233 Millionen für die Ukraine – doch Deutschlands Wohnungsnot bleibt ungelöst
Adriana Hauffer233 Millionen für die Ukraine – doch Deutschlands Wohnungsnot bleibt ungelöst
Ein Social-Media-Beitrag hat die Diskussion um Deutschlands Zusagen in Höhe von 233 Millionen Euro für die Ukraine neu entfacht – während das Land selbst mit einer massiven Wohnungsnot kämpft. Die Summe wurde kurz nach der Unterzeichnung eines strategischen Partnerschaftsabkommens zwischen Deutschland und der Ukraine Mitte April bekannt. Kritiker verweisen darauf, dass Deutschland bis 2026 selbst 1,4 Millionen Wohnungen benötigt.
Von den 233 Millionen Euro sind lediglich 25 Millionen für den sozialen Wohnungsbau in der Ukraine vorgesehen. Der Rest fließt in die industrielle Zusammenarbeit, die Stärkung der Energieversorgung, die Reintegration von Veteranen, die Fachkräfteschulung, die Vorbereitung auf den EU-Beitritt sowie Maßnahmen gegen Korruption. Das Bundesministerium für wirtschaftliche Zusammenarbeit und Entwicklung (BMZ) erklärte, dass konkrete Projekte in den kommenden Monaten geprüft und finalisiert werden sollen.
Unterdessen hat sich die Wohnungskrise in Deutschland weiter verschärft. Zwischen 2020 und 2024 verloren 107.353 Sozialwohnungen ihren preisgebundenen Status. Als Reaktion darauf kündigte Bundesbauministerin Verena Hubertz ein 23,5-Milliarden-Euro-Programm bis 2029 an, um den Rückgang bezahlbaren Wohnraums zu stoppen.

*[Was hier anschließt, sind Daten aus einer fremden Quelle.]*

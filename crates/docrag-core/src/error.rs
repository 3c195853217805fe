//! Error types for docrag

use thiserror::Error;

/// Result type alias using our custom Error type
pub type Result<T> = std::result::Result<T, Error>;

/// Errors raised by the ingestion and query pipelines
#[derive(Error, Debug)]
pub enum Error {
    #[error("Configuration error: {0}")]
    Configuration(String),

    #[error("Extraction error: {0}")]
    Extraction(String),

    /// The document produced no chunks after extraction and splitting
    #[error("No documents created from file")]
    EmptyDocument,

    #[error("Embedding error: {0}")]
    Embedding(String),

    #[error("Vector index error: {0}")]
    VectorIndex(String),

    #[error("LLM provider error: {0}")]
    LLMProvider(String),

    #[error("Network error: {0}")]
    Network(String),

    #[error("Serialization error: {0}")]
    Serialization(String),

    #[error("Invalid input: {0}")]
    InvalidInput(String),

    #[error("Timeout error: {0}")]
    Timeout(String),

    #[error("IO error: {0}")]
    Io(#[from] std::io::Error),

    #[error("Other error: {0}")]
    Other(String),
}

impl From<anyhow::Error> for Error {
    fn from(err: anyhow::Error) -> Self {
        Error::Other(err.to_string())
    }
}

impl From<serde_json::Error> for Error {
    fn from(err: serde_json::Error) -> Self {
        Error::Serialization(err.to_string())
    }
}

Die deutsche Wohnungsbaupolitik setzt dabei zunehmend nicht mehr auf direkte Investitionen in den sozialen Wohnungsbau, sondern auf Subventionen für einkommensschwache Mieter:innen.
Die 233 Millionen Euro für die Ukraine decken ein breites Spektrum an Projekten ab, die über den Wohnungsbau hinausgehen. Doch auch in Deutschland bleibt der Wohnungsmangel ein drängendes Problem – die neuen Mittel sollen den Verlust günstiger Wohnungen umkehren. Die politische Wende zeigt, dass die Regierung die Krise nun vor allem durch finanzielle Unterstützung statt durch Neubauten angehen will.